I am having some troubles understanding splunk's correlation features. I think it is really important to understand all the possibilities of Splunk before setting up a good environnement, this is why I am asking for help.
I will try to describe what I understand right now, please, tell me if I'm wrong:

  1. When indexing data, you can do it manually or with an Add-on. The add-on will setup everything automatically
  2. If the Add-on uses CIM, the indexed data is searchable with the CIM data model accross all the indexes ?
  3. If there is no automatic CIM applied on your data, you can do it manually. But how can you do that?
  4. The CIM is not mandatory to correlate data between differents sources. It is also possible to:
    • Do a "field extraction" to create always the same fields in order to normalize the fields (i.e.: always src_ip for "source IP address")
    • Apply a transformation on the logs so as to normalize the fields
    • Do "sub_search"
    • Use "map" function to use results from a first search in a second search

I realize I am getting confused with the CIM and its possibilites to normalize data.
If a good soul could help me, that would be great !

Thanks !

0 Karma
1 Solution

rpille_splunk
Splunk Employee
Splunk Employee

Hi ctaf.

Your question 2 depends on how you have set things up. You can limit the indexes that the data model searches across on the CIM's setup page. That's described in step 4 here: http://docs.splunk.com/Documentation/CIM/latest/User/Install

Here's a great place to start to answer #3:
http://docs.splunk.com/Documentation/CIM/latest/User/UsetheCIMtonormalizedataatsearchtime

View solution in original post

rpille_splunk
Splunk Employee
Splunk Employee

Hi ctaf.

Your question 2 depends on how you have set things up. You can limit the indexes that the data model searches across on the CIM's setup page. That's described in step 4 here: http://docs.splunk.com/Documentation/CIM/latest/User/Install

Here's a great place to start to answer #3:
http://docs.splunk.com/Documentation/CIM/latest/User/UsetheCIMtonormalizedataatsearchtime

Richfez
SplunkTrust
SplunkTrust

To add to that, Splunk can search across a variety of disparate data sources at once when appropriate, like Syslog inputs from your firewall, Active Directory login information and your anti-spam devices. All it takes is being able to get the data into Splunk.

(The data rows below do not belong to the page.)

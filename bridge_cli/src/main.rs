#![cfg_attr(not(test), deny(clippy::unwrap_used, clippy::expect_used))]

mod cli;
mod error_fmt;
mod logging;
mod run;

use clap::Parser;

fn main() {
    let _ = color_eyre::install();
    let cli = cli::Cli::parse();

    let loaded = bridge_config::load_file(&run::config_path());
    logging::init(&loaded.config.logging);
    run::report_config_source(&loaded.source);

    if let Err(e) = run::run(&cli, &loaded.config) {
        tracing::error!(error = %e, "startup failed");
        eprintln!("{}", error_fmt::humanize(&e));
        std::process::exit(1);
    }
}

Yes, you are right that having an add-on or app provide CIM compliance will help that a lot because the CIM data models will aggregate all sorts of similar information together. But it can be done without those, too, either by making your own data models or by just using searches across multiple indexes.

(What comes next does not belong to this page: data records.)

//! Test and helper mocks for bridge_core

use std::sync::atomic::{AtomicBool, Ordering};
use std::sync::{Arc, Mutex};

use bridge_traits::{DisplayEvent, DisplaySink, OutputSink};

/// Records every control change; can be told to fail sends for one control.
///
/// Clones share the same log, so a test keeps one handle while the sink
/// itself moves into the output worker.
#[derive(Debug, Clone, Default)]
pub struct RecordingSink {
    log: Arc<Mutex<Vec<(u8, u8)>>>,
    fail_control: Option<u8>,
    unavailable: Arc<AtomicBool>,
    closed: Arc<AtomicBool>,
}

impl RecordingSink {
    pub fn new() -> Self {
        Self::default()
    }

    /// Every send to `control` returns an error.
    pub fn failing_on(control: u8) -> Self {
        Self {
            fail_control: Some(control),
            ..Self::default()
        }
    }

    pub fn sent(&self) -> Vec<(u8, u8)> {
        self.log.lock().map(|l| l.clone()).unwrap_or_default()
    }

    /// Sent values for one control, in order.
    pub fn values_for(&self, control: u8) -> Vec<u8> {
        self.sent()
            .into_iter()
            .filter(|(c, _)| *c == control)
            .map(|(_, v)| v)
            .collect()
    }

    pub fn clear(&self) {
        if let Ok(mut l) = self.log.lock() {
            l.clear();
        }
    }

    pub fn set_available(&self, available: bool) {
        self.unavailable.store(!available, Ordering::Relaxed);
    }

    pub fn is_closed(&self) -> bool {
        self.closed.load(Ordering::Relaxed)
    }
}

impl OutputSink for RecordingSink {
    fn send_control_change(
        &mut self,
        control: u8,
        value: u8,
    ) -> Result<(), Box<dyn std::error::Error + Send + Sync>> {
        if self.fail_control == Some(control) {
            return Err(Box::new(std::io::Error::other("recording sink: send refused")));
        }
        if let Ok(mut l) = self.log.lock() {
            l.push((control, value));
        }
        Ok(())
    }

    fn is_available(&self) -> bool {
        !self.unavailable.load(Ordering::Relaxed)
    }

    fn close(&mut self) -> Result<(), Box<dyn std::error::Error + Send + Sync>> {
        self.closed.store(true, Ordering::Relaxed);
        Ok(())
    }
}

/// Collects display events; clones share the same buffer.
#[derive(Debug, Clone, Default)]
pub struct RecordingDisplay {
    events: Arc<Mutex<Vec<DisplayEvent>>>,
}

impl RecordingDisplay {
    pub fn new() -> Self {
        Self::default()
    }

    pub fn events(&self) -> Vec<DisplayEvent> {
        self.events.lock().map(|e| e.clone()).unwrap_or_default()
    }
}

impl DisplaySink for RecordingDisplay {
    fn show(&mut self, event: &DisplayEvent) {
        if let Ok(mut e) = self.events.lock() {
            e.push(event.clone());
        }
    }
}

Field extraction is a separate but related thing and a simple example may help in showing how it makes easy correlation searches "by default". Supposed you have various applications/logs that have the "user" in different named fields; "User Name" or "user" or "clientName" or whatever. And one that just lists the user's name somewhere in it, but doesn't have it set like "user=myusername" or anything, so Splunk will see "myusername" but won't know it's actually the user.

In that case, searching for just "myusername" across all indexes will show all events where myusername shows up, regardless of what the field is called. Now, if you extract "myusername" into a named field - let's call it "user", then alias all those other names other logs call the user into the field "user" as well, you now have a single fieldname you can specify stuff against, like a search for "user=myusername OR user=anotheruser" or "user!=thatuser", and when run it'll find all events where something's created that field "user" and where the values of it match what you asked for.

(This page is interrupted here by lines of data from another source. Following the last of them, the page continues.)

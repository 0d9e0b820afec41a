//! Worker lifecycle: start the ingress and output threads, stop them, and
//! release what they owned.
//!
//! Each worker owns its resource (socket or sink) outright and hands it back
//! through its join handle, so nothing is shared except the channel set and
//! liveness record. Joining is bounded: a worker that does not finish within
//! the shutdown timeout is abandoned and reported, never waited on forever.

use std::sync::Arc;
use std::sync::atomic::{AtomicBool, Ordering};
use std::thread::{self, JoinHandle};
use std::time::Duration;

use bridge_traits::clock::Clock;
use bridge_traits::{Discovery, DisplaySink, OutputSink, ServiceAdvert};
use crossbeam_channel as xch;
use eyre::WrapErr;

use crate::channel::ChannelSet;
use crate::conversions::BridgeSettings;
use crate::error::Result;
use crate::ingress::{Ingestor, IngressListener};
use crate::liveness::Liveness;
use crate::scheduler::OutputScheduler;
use crate::sink_error::map_sink_error;

/// How long `shutdown` waits for each worker by default.
pub const DEFAULT_SHUTDOWN_TIMEOUT: Duration = Duration::from_secs(2);

/// Cooperative stop flag polled by both workers.
#[derive(Debug, Clone, Default)]
pub struct StopToken(Arc<AtomicBool>);

impl StopToken {
    pub fn new() -> Self {
        Self::default()
    }

    pub fn stop(&self) {
        self.0.store(true, Ordering::Release);
    }

    pub fn is_stopped(&self) -> bool {
        self.0.load(Ordering::Acquire)
    }
}

enum Joined<T> {
    Finished(T),
    Panicked,
    Abandoned,
}

/// A named thread whose exit can be awaited with a deadline.
struct Worker<T> {
    name: &'static str,
    handle: JoinHandle<T>,
    // Disconnects when the thread body returns or unwinds.
    done: xch::Receiver<()>,
}

impl<T: Send + 'static> Worker<T> {
    fn spawn<F>(name: &'static str, body: F) -> std::io::Result<Self>
    where
        F: FnOnce() -> T + Send + 'static,
    {
        let (done_tx, done) = xch::bounded::<()>(0);
        let handle = thread::Builder::new().name(name.to_string()).spawn(move || {
            let _done = done_tx;
            body()
        })?;
        Ok(Self { name, handle, done })
    }

    fn join_within(self, timeout: Duration) -> Joined<T> {
        match self.done.recv_timeout(timeout) {
            Err(xch::RecvTimeoutError::Timeout) => Joined::Abandoned,
            Ok(()) | Err(xch::RecvTimeoutError::Disconnected) => match self.handle.join() {
                Ok(v) => Joined::Finished(v),
                Err(_) => Joined::Panicked,
            },
        }
    }
}

/// Everything the bridge needs, already opened by the caller.
pub struct BridgeParts<S, D> {
    pub listener: IngressListener,
    pub sink: S,
    pub display: D,
    pub settings: BridgeSettings,
    pub clock: Arc<dyn Clock + Send + Sync>,
    pub discovery: Option<(Box<dyn Discovery + Send>, ServiceAdvert)>,
}

/// Outcome of `Bridge::shutdown`.
#[derive(Debug, Default, Clone, PartialEq, Eq)]
pub struct ShutdownReport {
    /// Workers still running when the deadline passed.
    pub abandoned: Vec<&'static str>,
    pub panicked: Vec<&'static str>,
}

impl ShutdownReport {
    pub fn is_clean(&self) -> bool {
        self.abandoned.is_empty() && self.panicked.is_empty()
    }
}

/// A running bridge: two workers plus the state they share.
pub struct Bridge<S: OutputSink + Send + 'static> {
    stop: StopToken,
    channels: Arc<ChannelSet>,
    liveness: Arc<Liveness>,
    port: u16,
    ingress: Worker<IngressListener>,
    output: Worker<S>,
    discovery: Option<Box<dyn Discovery + Send>>,
}

impl<S: OutputSink + Send + 'static> Bridge<S> {
    /// Register discovery (best effort) and spawn both workers.
    pub fn start<D>(parts: BridgeParts<S, D>) -> Result<Self>
    where
        D: DisplaySink + Send + 'static,
    {
        let BridgeParts {
            listener,
            sink,
            mut display,
            settings,
            clock,
            discovery,
        } = parts;

        let channels = Arc::new(ChannelSet::new(settings.channels.clone()));
        let liveness = Arc::new(Liveness::new(Arc::clone(&clock)));
        let stop = StopToken::new();
        let port = listener.port();

        let discovery = discovery.and_then(|(mut d, advert)| match d.register(&advert) {
            Ok(()) => {
                tracing::info!(
                    service = %advert.service_type,
                    instance = %advert.instance_name,
                    address = %advert.address,
                    port = advert.port,
                    "service advertised"
                );
                Some(d)
            }
            Err(e) => {
                tracing::warn!(error = %e, "service advertisement failed; continuing without it");
                None
            }
        });

        let ingestor = Ingestor::new(
            Arc::clone(&channels),
            Arc::clone(&liveness),
            settings.display_mode,
        );
        let ingress_stop = stop.clone();
        let ingress = Worker::spawn("bridge-ingress", move || {
            listener.run(&ingestor, &mut display, &ingress_stop)
        })
        .wrap_err("spawning ingress worker")?;

        let scheduler = OutputScheduler::new(
            sink,
            Arc::clone(&channels),
            Arc::clone(&liveness),
            settings.send_frequency_hz,
        );
        let output_stop = stop.clone();
        let output = match Worker::spawn("bridge-output", move || {
            scheduler.run(&*clock, &output_stop)
        }) {
            Ok(w) => w,
            Err(e) => {
                stop.stop();
                let _ = ingress.join_within(DEFAULT_SHUTDOWN_TIMEOUT);
                return Err(e).wrap_err("spawning output worker");
            }
        };

        Ok(Self {
            stop,
            channels,
            liveness,
            port,
            ingress,
            output,
            discovery,
        })
    }

    /// Port the ingress socket is bound to.
    pub fn port(&self) -> u16 {
        self.port
    }

    pub fn channels(&self) -> &Arc<ChannelSet> {
        &self.channels
    }

    pub fn liveness(&self) -> &Arc<Liveness> {
        &self.liveness
    }

    pub fn stop_token(&self) -> StopToken {
        self.stop.clone()
    }

    /// Stop both workers, release the socket and sink, withdraw discovery.
    pub fn shutdown(self, timeout: Duration) -> ShutdownReport {
        let Self {
            stop,
            ingress,
            output,
            discovery,
            ..
        } = self;
        stop.stop();
        let mut report = ShutdownReport::default();

        let name = ingress.name;
        match ingress.join_within(timeout) {
            Joined::Finished(listener) => {
                tracing::debug!(port = listener.port(), "ingress socket released");
                drop(listener);
            }
            Joined::Panicked => report.panicked.push(name),
            Joined::Abandoned => report.abandoned.push(name),
        }

        let name = output.name;
        match output.join_within(timeout) {
            Joined::Finished(mut sink) => {
                if let Err(e) = sink.close() {
                    let err = map_sink_error(&*e);
                    tracing::warn!(error = %err, "closing output device failed");
                } else {
                    tracing::debug!("output device closed");
                }
            }
            Joined::Panicked => report.panicked.push(name),
            Joined::Abandoned => report.abandoned.push(name),
        }

        if let Some(mut d) = discovery {
            if let Err(e) = d.unregister() {
                tracing::warn!(error = %e, "withdrawing service advertisement failed");
            }
        }

        for w in &report.abandoned {
            tracing::warn!(worker = w, timeout_ms = timeout.as_millis() as u64, "worker did not stop in time; abandoned");
        }
        for w in &report.panicked {
            tracing::warn!(worker = w, "worker panicked");
        }
        if report.is_clean() {
            tracing::info!("bridge stopped");
        }
        report
    }
}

This is essentially what CIM compliance does - it maps tags and eventtypes, then aliases/creates the fields all mapped into one fieldname for you. Usually. 🙂

Tags and eventtypes - think of those as a logical tag on an event. So, you can have events tagged "malware" so you can search for all malware related items across all events you have, regardless of where they originally came from: AV, Cisco Firesight, Nessus scans, whatever - if it's tagged right, those events will be associated into the CIM data model in the right places and can be searched on as one group.

Anyway, good questions! Did the answers help?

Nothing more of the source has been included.